A Guide to Natural Language Processing

bhaak · on Nov 15, 2017

> Essentially, when dealing with natural languages hacking a solution is the suggested way of doing things, since nobody can figure out how to do it properly.

That's really the TL;DR I also got from the computational linguistic courses I attended.

There's probably the Pareto principle at works. Having no solution is worse than having an 80% solution that works well enough when the 100% solution is much harder to achieve (and some of the problems not even humans would be able to solve properly).

cvs268 · on Nov 15, 2017

Couldn't agree more!

Recently I wrote a web-extension for Firefox that displays funny "Deep thought" quotes.

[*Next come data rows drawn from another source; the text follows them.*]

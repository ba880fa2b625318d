//! Memory store: processed pages per user, deduplicated by content hash

pub mod store;
pub mod types;

pub use store::{InMemoryStore, MemoryStore};
pub use types::{content_hash, AddOutcome, MemoryEntry, MemoryMetadata};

I wanted to analyse the quote text and fetch relevant images to animate in the background of the quote text. After reading several NLP tutorials, guess what I did as a first PoC - Pick the 3 longest words in a quote text and run an image search with those 3 words.

6 lines of plain javascript code that can be run anywhere almost instantly https://github.com/TheCodeArtist/deep-thought-tabs/blob/mast...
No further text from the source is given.